Task description
Print out the complete set of records below, exactly as they read.

Source material
//! Events emitted by the agent loop during a turn.
//!
//! A turn produces an ordered stream of [`AgentEvent`]s over a bounded
//! channel. Text arrives incrementally as `TextDelta`s; tool activity is
//! bracketed by `ToolCallRequested`/`ToolStarted`/`ToolCompleted`; the
//! stream ends with exactly one terminal event (`TurnCompleted` or `Error`).

use serde::Deserialize;
use serde::Serialize;
use serde_json::Value;

use crate::core::errors::ErrorKind;
use crate::core::errors::RuntimeError;

/// Events emitted during agent execution.
#[derive(Debug, Clone, PartialEq, Serialize, Deserialize)]
#[serde(tag = "type", rename_all = "snake_case")]
pub enum AgentEvent {
    /// A turn began for a session.
    TurnStarted { session_id: String },
    /// Incremental assistant text.
    TextDelta { text: String },
    /// A contiguous run of assistant text was sealed (at a tool-call
    /// boundary or at end of stream).
    AssistantSegment { text: String },
    /// The model requested a tool invocation with fully parsed input.
    ToolCallRequested {
        id: String,
        name: String,
        input: Value,
    },
    /// A tool executor is about to run (re-emitted on retry).
    ToolStarted { id: String, name: String },
    /// A tool finished, successfully or not.
    ToolCompleted { id: String, output: ToolOutput },
    /// Terminal: the turn reached a natural completion.
    TurnCompleted { final_text: String },
    /// Terminal: the turn failed or was cancelled.
    Error {
        kind: ErrorKind,
        message: String,
        #[serde(skip_serializing_if = "Option::is_none")]
        details: Option<String>,
    },
}

impl AgentEvent {
    /// Returns true for the two events that terminate a turn's stream.
    pub fn is_terminal(&self) -> bool {
        matches!(
            self,
            AgentEvent::TurnCompleted { .. } | AgentEvent::Error { .. }
        )
    }

    /// Builds the terminal error event for a failed or cancelled turn.
    pub fn from_error(err: &RuntimeError) -> Self {
        AgentEvent::Error {
            kind: err.kind,
            message: err.message.clone(),
            details: err.details.clone(),
        }
    }
}

/// Result envelope produced by tool execution and recorded in the session.
///
/// Serializes to `{"ok": true, "data": ...}` on success and
/// `{"ok": false, "error": {"code", "message", "details"}}` on failure.
/// Cancellation round-trips through the failure shape with code
/// `"cancelled"`.
#[derive(Debug, Clone, PartialEq)]
pub enum ToolOutput {
    Success {
        data: Value,
    },
    Failure {
        code: String,
        message: String,
        details: Option<Value>,
    },
    Cancelled,
}

impl ToolOutput {
    pub fn success(data: Value) -> Self {
        ToolOutput::Success { data }
    }

    pub fn failure(code: impl Into<String>, message: impl Into<String>) -> Self {
        ToolOutput::Failure {
            code: code.into(),
            message: message.into(),
            details: None,
        }
    }

    pub fn failure_with_details(
        code: impl Into<String>,
        message: impl Into<String>,
        details: Value,
    ) -> Self {
        ToolOutput::Failure {
            code: code.into(),
            message: message.into(),
            details: Some(details),
        }
    }

    /// Builds a failure envelope from a runtime error, using the error kind
    /// as the code.
    pub fn from_error(err: &RuntimeError) -> Self {
        if err.kind == ErrorKind::Cancelled {
            return ToolOutput::Cancelled;
        }
        ToolOutput::Failure {
            code: err.kind.to_string(),
            message: err.message.clone(),
            details: err.details.as_ref().map(|d| Value::String(d.clone())),
        }
    }

    pub fn is_ok(&self) -> bool {
        matches!(self, ToolOutput::Success { .. })
    }

    /// Human-readable summary of a non-success outcome, if any.
    pub fn error_summary(&self) -> Option<String> {
        match self {
            ToolOutput::Success { .. } => None,
            ToolOutput::Failure { code, message, .. } => Some(format!("{code}: {message}")),
            ToolOutput::Cancelled => Some("cancelled: Tool execution cancelled".to_string()),
        }
    }
}

impl Serialize for ToolOutput {
    fn serialize<S>(&self, serializer: S) -> Result<S::Ok, S::Error>
    where
        S: serde::Serializer,
    {
        use serde::ser::SerializeMap;
        match self {
            ToolOutput::Success { data } => {
                let mut map = serializer.serialize_map(Some(2))?;
                map.serialize_entry("ok", &true)?;
                map.serialize_entry("data", data)?;
                map.end()
            }
            ToolOutput::Failure {
                code,
                message,
                details,
            } => {
                let mut error = serde_json::Map::new();
                error.insert("code".to_string(), Value::String(code.clone()));
                error.insert("message".to_string(), Value::String(message.clone()));
                if let Some(details) = details {
                    error.insert("details".to_string(), details.clone());
                }
                let mut map = serializer.serialize_map(Some(2))?;
                map.serialize_entry("ok", &false)?;
                map.serialize_entry("error", &Value::Object(error))?;
                map.end()
            }
            ToolOutput::Cancelled => {
                let mut error = serde_json::Map::new();
                error.insert(
                    "code".to_string(),
                    Value::String("cancelled".to_string()),
                );
                error.insert(
                    "message".to_string(),
                    Value::String("Tool execution cancelled".to_string()),
                );
                let mut map = serializer.serialize_map(Some(2))?;
                map.serialize_entry("ok", &false)?;
                map.serialize_entry("error", &Value::Object(error))?;
                map.end()
            }
        }
    }
}

impl<'de> Deserialize<'de> for ToolOutput {
    fn deserialize<D>(deserializer: D) -> Result<Self, D::Error>
    where
        D: serde::Deserializer<'de>,
    {
        use serde::de::Error;
        let value = Value::deserialize(deserializer)?;
        let obj = value
            .as_object()
            .ok_or_else(|| D::Error::custom("expected tool output object"))?;
        let ok = obj
            .get("ok")
            .and_then(Value::as_bool)
            .ok_or_else(|| D::Error::custom("missing boolean 'ok' field"))?;
        if ok {
            let data = obj.get("data").cloned().unwrap_or(Value::Null);
            return Ok(ToolOutput::Success { data });
        }
        let error = obj
            .get("error")
            .and_then(Value::as_object)
            .ok_or_else(|| D::Error::custom("missing 'error' object"))?;
        let code = error
            .get("code")
            .and_then(Value::as_str)
            .unwrap_or("unknown")
            .to_string();
        if code == "cancelled" {
            return Ok(ToolOutput::Cancelled);
        }
        let message = error
            .get("message")
            .and_then(Value::as_str)
            .unwrap_or_default()
            .to_string();
        let details = error.get("details").cloned();
        Ok(ToolOutput::Failure {
            code,
            message,
            details,
        })
    }
}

Answer box
//! Events emitted by the agent loop during a turn.
//!
//! A turn produces an ordered stream of [`AgentEvent`]s over a bounded
//! channel. Text arrives incrementally as `TextDelta`s; tool activity is
//! bracketed by `ToolCallRequested`/`ToolStarted`/`ToolCompleted`; the
//! stream ends with exactly one terminal event (`TurnCompleted` or `Error`).

use serde::Deserialize;
use serde::Serialize;
use serde_json::Value;

use crate::core::errors::ErrorKind;
use crate::core::errors::RuntimeError;

/// Events emitted during agent execution.
#[derive(Debug, Clone, PartialEq, Serialize, Deserialize)]
#[serde(tag = "type", rename_all = "snake_case")]
pub enum AgentEvent {
    /// A turn began for a session.
    TurnStarted { session_id: String },
    /// Incremental assistant text.
    TextDelta { text: String },
    /// A contiguous run of assistant text was sealed (at a tool-call
    /// boundary or at end of stream).
    AssistantSegment { text: String },
    /// The model requested a tool invocation with fully parsed input.
    ToolCallRequested {
        id: String,
        name: String,
        input: Value,
    },
    /// A tool executor is about to run (re-emitted on retry).
    ToolStarted { id: String, name: String },
    /// A tool finished, successfully or not.
    ToolCompleted { id: String, output: ToolOutput },
    /// Terminal: the turn reached a natural completion.
    TurnCompleted { final_text: String },
    /// Terminal: the turn failed or was cancelled.
    Error {
        kind: ErrorKind,
        message: String,
        #[serde(skip_serializing_if = "Option::is_none")]
        details: Option<String>,
    },
}

impl AgentEvent {
    /// Returns true for the two events that terminate a turn's stream.
    pub fn is_terminal(&self) -> bool {
        matches!(
            self,
            AgentEvent::TurnCompleted { .. } | AgentEvent::Error { .. }
        )
    }

    /// Builds the terminal error event for a failed or cancelled turn.
    pub fn from_error(err: &RuntimeError) -> Self {
        AgentEvent::Error {
            kind: err.kind,
            message: err.message.clone(),
            details: err.details.clone(),
        }
    }
}

/// Result envelope produced by tool execution and recorded in the session.
///
/// Serializes to `{"ok": true, "data": ...}` on success and
/// `{"ok": false, "error": {"code", "message", "details"}}` on failure.
/// Cancellation round-trips through the failure shape with code
/// `"cancelled"`.
#[derive(Debug, Clone, PartialEq)]
pub enum ToolOutput {
    Success {
        data: Value,
    },
    Failure {
        code: String,
        message: String,
        details: Option<Value>,
    },
    Cancelled,
}

impl ToolOutput {
    pub fn success(data: Value) -> Self {
        ToolOutput::Success { data }
    }

    pub fn failure(code: impl Into<String>, message: impl Into<String>) -> Self {
        ToolOutput::Failure {
            code: code.into(),
            message: message.into(),
            details: None,
        }
    }

    pub fn failure_with_details(
        code: impl Into<String>,
        message: impl Into<String>,
        details: Value,
    ) -> Self {
        ToolOutput::Failure {
            code: code.into(),
            message: message.into(),
            details: Some(details),
        }
    }

    /// Builds a failure envelope from a runtime error, using the error kind
    /// as the code.
    pub fn from_error(err: &RuntimeError) -> Self {
        if err.kind == ErrorKind::Cancelled {
            return ToolOutput::Cancelled;
        }
        ToolOutput::Failure {
            code: err.kind.to_string(),
            message: err.message.clone(),
            details: err.details.as_ref().map(|d| Value::String(d.clone())),
        }
    }

    pub fn is_ok(&self) -> bool {
        matches!(self, ToolOutput::Success { .. })
    }

    /// Human-readable summary of a non-success outcome, if any.
    pub fn error_summary(&self) -> Option<String> {
        match self {
            ToolOutput::Success { .. } => None,
            ToolOutput::Failure { code, message, .. } => Some(format!("{code}: {message}")),
            ToolOutput::Cancelled => Some("cancelled: Tool execution cancelled".to_string()),
        }
    }
}

impl Serialize for ToolOutput {
    fn serialize<S>(&self, serializer: S) -> Result<S::Ok, S::Error>
    where
        S: serde::Serializer,
    {
        use serde::ser::SerializeMap;
        match self {
            ToolOutput::Success { data } => {
                let mut map = serializer.serialize_map(Some(2))?;
                map.serialize_entry("ok", &true)?;
                map.serialize_entry("data", data)?;
                map.end()
            }
            ToolOutput::Failure {
                code,
                message,
                details,
            } => {
                let mut error = serde_json::Map::new();
                error.insert("code".to_string(), Value::String(code.clone()));
                error.insert("message".to_string(), Value::String(message.clone()));
                if let Some(details) = details {
                    error.insert("details".to_string(), details.clone());
                }
                let mut map = serializer.serialize_map(Some(2))?;
                map.serialize_entry("ok", &false)?;
                map.serialize_entry("error", &Value::Object(error))?;
                map.end()
            }
            ToolOutput::Cancelled => {
                let mut error = serde_json::Map::new();
                error.insert(
                    "code".to_string(),
                    Value::String("cancelled".to_string()),
                );
                error.insert(
                    "message".to_string(),
                    Value::String("Tool execution cancelled".to_string()),
                );
                let mut map = serializer.serialize_map(Some(2))?;
                map.serialize_entry("ok", &false)?;
                map.serialize_entry("error", &Value::Object(error))?;
                map.end()
            }
        }
    }
}

impl<'de> Deserialize<'de> for ToolOutput {
    fn deserialize<D>(deserializer: D) -> Result<Self, D::Error>
    where
        D: serde::Deserializer<'de>,
    {
        use serde::de::Error;
        let value = Value::deserialize(deserializer)?;
        let obj = value
            .as_object()
            .ok_or_else(|| D::Error::custom("expected tool output object"))?;
        let ok = obj
            .get("ok")
            .and_then(Value::as_bool)
            .ok_or_else(|| D::Error::custom("missing boolean 'ok' field"))?;
        if ok {
            let data = obj.get("data").cloned().unwrap_or(Value::Null);
            return Ok(ToolOutput::Success { data });
        }
        let error = obj
            .get("error")
            .and_then(Value::as_object)
            .ok_or_else(|| D::Error::custom("missing 'error' object"))?;
        let code = error
            .get("code")
            .and_then(Value::as_str)
            .unwrap_or("unknown")
            .to_string();
        if code == "cancelled" {
            return Ok(ToolOutput::Cancelled);
        }
        let message = error
            .get("message")
            .and_then(Value::as_str)
            .unwrap_or_default()
            .to_string();
        let details = error.get("details").cloned();
        Ok(ToolOutput::Failure {
            code,
            message,
            details,
        })
    }
}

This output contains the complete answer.